The fall in exports was primarily due to a short calendar month on top of long Chinese New Year (CNY) holidays, according to MIDF Research.
As for imports, they fell more than exports at 9.4% on-year. During this holiday, all Chinese factories were shut down with most of them closed one or two weeks prior to the festive holidays.
“As the celebration put a halt to mass production, it disrupted global supply chain resulting in a weak trade performance,” it said.
The research house said all sectors recorded a negative exports growth: agriculture (-13.7% on-year), manufacturing (-4.3% on-year) and mining (-5.5%on-year.).
Despite the poor exports and imports figures, trade surplus maintained above RM11bil in February.
On a monthly basis, both exports and imports contracted by 22% and 24.8% respectively.
The 5.3% decline was a stark contrast with a Bloomberg survey of an increase of a 2.3%.

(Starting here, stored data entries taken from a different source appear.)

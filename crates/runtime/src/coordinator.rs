//! The quest submission transaction.
//!
//! The coordinator is the only writer of team state. Every submission is the
//! same sequence: fresh snapshot from the store, pure advancement, persist,
//! and only then commit to the caller's session and notify telemetry. The
//! session is never mutated before persistence is confirmed, so a failed
//! save needs no undo; the absence of mutation is the rollback.
//!
//! Concurrent submissions for different teams are safe by construction
//! (disjoint rows). Concurrent submissions for the same team race at the
//! remote store and resolve as last-write-wins; that is an accepted
//! limitation of the flat store, not a guarantee.

use quest_core::{QuestIndex, TeamRecord, advance};
use tracing::{error, info};

use crate::auth::{self, AuthError};
use crate::clock;
use crate::config::RuntimeConfig;
use crate::error::SubmitError;
use crate::repository::TeamRepository;
use crate::session::SessionState;
use crate::store::SheetStore;
use crate::telemetry::{
    ConfiguredSink, DatadogSink, MetricSink, NullSink, TelemetryError, TelemetrySidecar,
};

/// Outcome of a committed quest submission.
#[derive(Clone, Copy, Debug, PartialEq, Eq)]
pub struct QuestCommit {
    /// The quest that was completed.
    pub quest: QuestIndex,
    /// The team's stage after the commit.
    pub stage: u8,
    /// The team's XP total after the commit.
    pub xp: u32,
    /// XP granted by this quest.
    pub xp_awarded: u32,
}

/// Orchestrates authentication and quest submissions over one store.
pub struct QuestCoordinator<S, M> {
    repository: TeamRepository<S>,
    telemetry: TelemetrySidecar<M>,
}

impl<S: SheetStore> QuestCoordinator<S, ConfiguredSink> {
    /// Wire a coordinator over `store` from configuration: the retry policy
    /// is applied to every store call and a Datadog key selects the metric
    /// sink.
    pub fn from_config(store: S, config: &RuntimeConfig) -> Result<Self, TelemetryError> {
        let repository = TeamRepository::with_retry_policy(store, config.retry);
        let sink = match &config.datadog_api_key {
            Some(key) => ConfiguredSink::Datadog(DatadogSink::with_api_url(
                config.datadog_api_url.clone(),
                key.clone(),
            )?),
            None => ConfiguredSink::Disabled(NullSink),
        };
        Ok(Self::new(repository, TelemetrySidecar::new(sink)))
    }
}

impl<S: SheetStore, M: MetricSink> QuestCoordinator<S, M> {
    /// Wire a coordinator from its collaborators.
    pub fn new(repository: TeamRepository<S>, telemetry: TelemetrySidecar<M>) -> Self {
        Self {
            repository,
            telemetry,
        }
    }

    /// Log a team in, creating it on first sight.
    ///
    /// An unseen team name provisions a fresh stage-0 record keyed to the
    /// given PIN. An existing team must present a PIN matching its stored
    /// hash; a mismatch yields `Ok(None)`, never an error, so callers cannot
    /// distinguish "wrong PIN" from probing an existing name.
    pub async fn authenticate(
        &self,
        team_name: &str,
        pin: &str,
    ) -> Result<Option<SessionState>, AuthError> {
        match self.repository.find(team_name).await? {
            Some(record) => {
                if auth::verify_pin(pin, &record.pin_hash) {
                    info!("team '{}' authenticated at stage {}", team_name, record.stage);
                    Ok(Some(SessionState::new(record)))
                } else {
                    info!("rejected credentials for team '{}'", team_name);
                    Ok(None)
                }
            }
            None => {
                let pin_hash = auth::hash_pin(pin)?;
                let record = TeamRecord::new(team_name, pin_hash, clock::utc_timestamp());
                self.repository.create(&record).await?;
                info!("created team '{}' at stage 0", team_name);
                Ok(Some(SessionState::new(record)))
            }
        }
    }

    /// Submit `artifact` for `quest` on behalf of the session's team.
    ///
    /// Snapshot → compute → persist → commit. The session is replaced by the
    /// advanced record only after the store confirms the write; on any
    /// failure it is left exactly as it was. Telemetry fires after the
    /// commit and its result is discarded.
    pub async fn submit_quest(
        &self,
        session: &mut SessionState,
        quest: QuestIndex,
        artifact: &str,
    ) -> Result<QuestCommit, SubmitError> {
        let team_name = session.team_name().to_string();

        let original = self.repository.find(&team_name).await?.ok_or_else(|| {
            error!("authenticated team '{}' has no row in the store", team_name);
            SubmitError::TeamMissing {
                team_name: team_name.clone(),
            }
        })?;

        let mut proposed = advance(&original, quest, artifact)?;
        proposed.last_updated_at = clock::utc_timestamp();

        self.repository.save(&proposed).await?;

        let commit = QuestCommit {
            quest,
            stage: proposed.stage,
            xp: proposed.xp,
            xp_awarded: quest.spec().xp_reward,
        };
        info!(
            "team '{}' completed quest {} (+{} XP, stage {})",
            team_name,
            quest.number(),
            commit.xp_awarded,
            commit.stage
        );

        session.replace(proposed);
        self.telemetry.notify(&team_name, quest).await;

        Ok(commit)
    }
}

Re-exports were valued at RM10.5bil, down by 28.1% and accounted for 15.7% of total exports. Domestic exports increased RM342.5mil or 0.6% to RM56.2bil,” he said.
Imports fell by 9.4% to RM55.50bil, the lowest since May 2016. The Bloomberg survey was a 0.9% increase.

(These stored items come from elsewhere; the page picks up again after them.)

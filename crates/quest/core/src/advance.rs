//! The quest advancement state machine.
//!
//! [`advance`] is the single transition over [`TeamRecord`]: it validates a
//! submitted artifact, enforces sequential unlocking, and computes the
//! post-completion record. It is pure (no clock, no storage, no network), so
//! the runtime can call it before deciding whether to persist anything.

use crate::quest::QuestIndex;
use crate::record::{TeamRecord, XP_PER_QUEST};

/// Upper bound on artifact length, in characters.
pub const MAX_ARTIFACT_LEN: usize = 1000;

/// Rejection reasons for a quest submission.
///
/// Display strings are the user-facing messages, verbatim; callers surface
/// them without translation.
#[derive(Clone, Debug, PartialEq, Eq, thiserror::Error)]
pub enum AdvanceError {
    /// The submitted artifact was empty.
    #[error("Artifact cannot be empty")]
    EmptyArtifact,

    /// The submitted artifact exceeded [`MAX_ARTIFACT_LEN`] characters.
    #[error("Artifact must be between 1 and {max} characters (current: {len})")]
    ArtifactTooLong { len: usize, max: usize },

    /// The quest is not the next one in sequence for this team.
    #[error("This quest is locked. Complete previous quests first.")]
    QuestLocked { quest: QuestIndex, stage: u8 },
}

/// Validates an artifact against the length constraints.
///
/// Length is counted in characters, not bytes, so multi-byte submissions are
/// held to the same visible bound.
pub fn validate_artifact(artifact: &str) -> Result<(), AdvanceError> {
    if artifact.is_empty() {
        return Err(AdvanceError::EmptyArtifact);
    }
    let len = artifact.chars().count();
    if len > MAX_ARTIFACT_LEN {
        return Err(AdvanceError::ArtifactTooLong {
            len,
            max: MAX_ARTIFACT_LEN,
        });
    }
    Ok(())
}

/// Computes the record resulting from completing `quest` with `artifact`.
///
/// The artifact is validated first, then the quest must be exactly the next
/// unlocked one (`quest.number() == current.stage + 1`); re-submitting a
/// completed quest is rejected the same way as skipping ahead. On success the
/// returned record has the quest's artifact slot filled, `stage` advanced to
/// the quest number, and `xp` recomputed as `stage * XP_PER_QUEST`; every
/// other field, `last_updated_at` included, is copied unchanged. The input
/// record is never mutated.
pub fn advance(
    current: &TeamRecord,
    quest: QuestIndex,
    artifact: &str,
) -> Result<TeamRecord, AdvanceError> {
    validate_artifact(artifact)?;

    if quest.number() != current.stage + 1 {
        return Err(AdvanceError::QuestLocked {
            quest,
            stage: current.stage,
        });
    }

    let mut next = current.clone();
    next.set_artifact(quest, artifact);
    next.stage = quest.number();
    next.xp = u32::from(quest.number()) * XP_PER_QUEST;
    Ok(next)
}

#[cfg(test)]
mod tests {
    use super::*;

    fn team_at_stage(stage: u8) -> TeamRecord {
        let mut record = TeamRecord::new("Alpha", "hash", "2026-08-07T00:00:00Z");
        for number in 1..=stage {
            let quest = QuestIndex::from_number(number).unwrap();
            record.set_artifact(quest, format!("artifact for quest {number}"));
        }
        record.stage = stage;
        record.xp = u32::from(stage) * XP_PER_QUEST;
        record
    }

    #[test]
    fn test_advance_completes_the_next_quest() {
        let current = team_at_stage(1);
        let next = advance(&current, QuestIndex::Team, "Alice designs, Bob codes").unwrap();

        assert_eq!(next.stage, 2);
        assert_eq!(next.xp, 200);
        assert_eq!(next.roles_text, "Alice designs, Bob codes");

        // Everything else is copied unchanged.
        assert_eq!(next.team_name, current.team_name);
        assert_eq!(next.pin_hash, current.pin_hash);
        assert_eq!(next.idea_text, current.idea_text);
        assert_eq!(next.github_link, current.github_link);
        assert_eq!(next.pitch_link, current.pitch_link);
        assert_eq!(next.last_updated_at, current.last_updated_at);
    }

    #[test]
    fn test_advance_never_mutates_the_input() {
        let current = team_at_stage(2);
        let snapshot = current.clone();

        advance(&current, QuestIndex::Mvp, "https://github.com/alpha/repo").unwrap();
        advance(&current, QuestIndex::Pitch, "skipping ahead").unwrap_err();

        assert_eq!(current, snapshot);
    }

    #[test]
    fn test_empty_artifact_is_rejected() {
        let current = team_at_stage(0);
        let err = advance(&current, QuestIndex::Idea, "").unwrap_err();
        assert_eq!(err, AdvanceError::EmptyArtifact);
        assert_eq!(err.to_string(), "Artifact cannot be empty");
    }

    #[test]
    fn test_overlong_artifact_reports_length_and_bound() {
        let current = team_at_stage(0);
        let artifact = "x".repeat(1001);
        let err = advance(&current, QuestIndex::Idea, &artifact).unwrap_err();

        assert_eq!(
            err,
            AdvanceError::ArtifactTooLong {
                len: 1001,
                max: 1000
            }
        );
        assert_eq!(
            err.to_string(),
            "Artifact must be between 1 and 1000 characters (current: 1001)"
        );
    }

    #[test]
    fn test_artifact_length_is_counted_in_characters() {
        let current = team_at_stage(0);
        // 1000 multi-byte characters is within the bound even though the
        // byte length is far beyond it.
        let artifact = "é".repeat(1000);
        assert!(advance(&current, QuestIndex::Idea, &artifact).is_ok());

        let artifact = "é".repeat(1001);
        let err = advance(&current, QuestIndex::Idea, &artifact).unwrap_err();
        assert!(matches!(err, AdvanceError::ArtifactTooLong { len: 1001, .. }));
    }

    #[test]
    fn test_artifact_at_exactly_the_bound_passes() {
        let current = team_at_stage(0);
        let artifact = "x".repeat(1000);
        assert!(advance(&current, QuestIndex::Idea, &artifact).is_ok());
    }

    #[test]
    fn test_skipping_ahead_is_locked() {
        let current = team_at_stage(1);
        let err = advance(&current, QuestIndex::Mvp, "valid artifact").unwrap_err();
        assert_eq!(
            err,
            AdvanceError::QuestLocked {
                quest: QuestIndex::Mvp,
                stage: 1
            }
        );
        assert_eq!(
            err.to_string(),
            "This quest is locked. Complete previous quests first."
        );
    }

    #[test]
    fn test_resubmitting_a_completed_quest_is_locked() {
        let current = team_at_stage(2);
        let err = advance(&current, QuestIndex::Idea, "a better idea").unwrap_err();
        assert!(matches!(err, AdvanceError::QuestLocked { .. }));
    }

    #[test]
    fn test_artifact_validation_runs_before_the_lock_check() {
        // A completed quest with an over-long artifact reports the length
        // problem, not the lock.
        let current = team_at_stage(1);
        let artifact = "x".repeat(1001);
        let err = advance(&current, QuestIndex::Idea, &artifact).unwrap_err();
        assert!(matches!(err, AdvanceError::ArtifactTooLong { len: 1001, .. }));
    }

    #[test]
    fn test_validation_is_idempotent() {
        let current = team_at_stage(3);
        let first = advance(&current, QuestIndex::Pitch, "https://slides.example/alpha");
        let second = advance(&current, QuestIndex::Pitch, "https://slides.example/alpha");
        assert_eq!(first, second);
    }
}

Total trade in February 2019 declined by 7.2% to RM122.10bil from February 2018. Trade surplus was RM11.10bil, surged 22.7% or RM2bil when compared to the previous year.
MIDF Research pointed out imports of both intermediate and capital goods continue to post negative growth in February 2019 at 2.8% on-year and 14.9% on-year respectively.

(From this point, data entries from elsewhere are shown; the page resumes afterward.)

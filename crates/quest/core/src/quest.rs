//! The ordered quest catalog.
//!
//! Four quests, 1-indexed, each unlocking only after the previous one is
//! complete. The catalog carries the display metadata and the metrics tag
//! emitted when a quest is completed; the progression rules themselves live
//! in [`crate::advance`].

use crate::record::XP_PER_QUEST;

/// One of the four ordered quests.
///
/// The discriminant is the 1-based quest number as presented to teams and as
/// stored in the team's `stage` column once the quest is complete. The strum
/// string form is the metrics stage tag (`idea`, `team`, `mvp`, `pitch`).
#[derive(
    Clone,
    Copy,
    Debug,
    PartialEq,
    Eq,
    Hash,
    PartialOrd,
    Ord,
    strum::Display,
    strum::EnumString,
    strum::AsRefStr,
    strum::EnumIter,
)]
#[strum(serialize_all = "snake_case", ascii_case_insensitive)]
pub enum QuestIndex {
    /// Quest 1 - submit the hackathon idea.
    Idea = 1,
    /// Quest 2 - define the team roles.
    Team = 2,
    /// Quest 3 - submit the GitHub repository.
    Mvp = 3,
    /// Quest 4 - submit the presentation link.
    Pitch = 4,
}

impl QuestIndex {
    /// The 1-based quest number.
    pub const fn number(self) -> u8 {
        self as u8
    }

    /// Look up a quest by its 1-based number.
    pub const fn from_number(number: u8) -> Option<Self> {
        match number {
            1 => Some(Self::Idea),
            2 => Some(Self::Team),
            3 => Some(Self::Mvp),
            4 => Some(Self::Pitch),
            _ => None,
        }
    }

    /// Metrics tag recorded when this quest is completed.
    pub const fn stage_tag(self) -> &'static str {
        match self {
            Self::Idea => "idea",
            Self::Team => "team",
            Self::Mvp => "mvp",
            Self::Pitch => "pitch",
        }
    }

    /// Catalog entry for this quest.
    pub const fn spec(self) -> &'static QuestSpec {
        &QUESTS[self as usize - 1]
    }
}

/// Static metadata for one quest.
#[derive(Clone, Copy, Debug, PartialEq, Eq)]
pub struct QuestSpec {
    /// Which quest this entry describes.
    pub index: QuestIndex,
    /// Display title.
    pub title: &'static str,
    /// Short prompt shown to teams.
    pub description: &'static str,
    /// XP granted on completion.
    pub xp_reward: u32,
}

/// The full quest catalog, in unlock order.
pub const QUESTS: [QuestSpec; 4] = [
    QuestSpec {
        index: QuestIndex::Idea,
        title: "The Call to Adventure",
        description: "Submit your hackathon idea",
        xp_reward: XP_PER_QUEST,
    },
    QuestSpec {
        index: QuestIndex::Team,
        title: "Gathering the Party",
        description: "Define your team roles",
        xp_reward: XP_PER_QUEST,
    },
    QuestSpec {
        index: QuestIndex::Mvp,
        title: "The Road of Trials",
        description: "Submit your GitHub repository",
        xp_reward: XP_PER_QUEST,
    },
    QuestSpec {
        index: QuestIndex::Pitch,
        title: "The Return",
        description: "Submit your presentation link",
        xp_reward: XP_PER_QUEST,
    },
];

#[cfg(test)]
mod tests {
    use strum::IntoEnumIterator;

    use super::*;

    #[test]
    fn test_number_roundtrip() {
        for quest in QuestIndex::iter() {
            assert_eq!(QuestIndex::from_number(quest.number()), Some(quest));
        }
        assert_eq!(QuestIndex::from_number(0), None);
        assert_eq!(QuestIndex::from_number(5), None);
    }

    #[test]
    fn test_catalog_is_in_unlock_order() {
        for (position, spec) in QUESTS.iter().enumerate() {
            assert_eq!(spec.index.number() as usize, position + 1);
            assert_eq!(spec.index.spec(), spec);
        }
    }

    #[test]
    fn test_stage_tags() {
        assert_eq!(QuestIndex::Idea.stage_tag(), "idea");
        assert_eq!(QuestIndex::Team.stage_tag(), "team");
        assert_eq!(QuestIndex::Mvp.stage_tag(), "mvp");
        assert_eq!(QuestIndex::Pitch.stage_tag(), "pitch");
    }

    #[test]
    fn test_every_quest_awards_the_same_xp() {
        for spec in &QUESTS {
            assert_eq!(spec.xp_reward, XP_PER_QUEST);
        }
    }
}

Consumption goods plunged into a negative territory of 11.6% on-year after four consecutive months of positive growth, largely affected by CNY holidays.
“Nevertheless, capital spending momentum signals that manufacturers are not optimistic on the future demand for its products which points at declining activity and deteriorating confidence in the industry. This could weigh on employment opportunities and future exports.
“Looking ahead, imports of the duo are likely to remain weak, in line with the latest PMI of March 2019 which extended its contraction trends to 47.2,” it said.
Earlier, the Ministry of International Trade and Industry (Miti) said the weaker exports in February – which account for 83.8% of total exports – contracted by 4.3% to RM55.84bil.
“This was mainly contributed by the decrease in exports of petroleum products, manufactures of metal as well as optical and scientific equipment. However, exports were recorded for electrical and electronic (E&E) products, iron and steel products as well as paper and pulp products,” it said.
Miti said exports of agriculture goods (6.7% share) contracted by 13.7% to RM4.48bil. This contraction was led mainly by the decline in exports of palm oil and palm oil-based agriculture products, particularly palm oil which declined by 11.4% to RM2.69bil, due to lower average unit value (AUV).
E&E products, valued at RM25.81bil and constituted 38.8% of total exports, increased by 4.9% from February 2018.
Petroleum products, RM4.32bil, 6.5% of total exports, fell by 32.6% while chemicals and chemical products, RM3.93 billion, 5.9% of total exports, decreased by 4.2%. LNG, RM3.15bil, 4.7% of total exports, increased by 8.6%.Palm oil and palm oil-based agriculture products, RM3.04bil, 4.6% of total exports, decreased by 16.9%.
Compared to January 2019, exports of manufactured, mining and agriculture goods contracted by 20.5%, 35.2% and 20.2%, respectively.
In February 2019, trade with China which absorbed 14.5% of Malaysia’s total trade slipped by 16.7% on-year to RM17.67bil.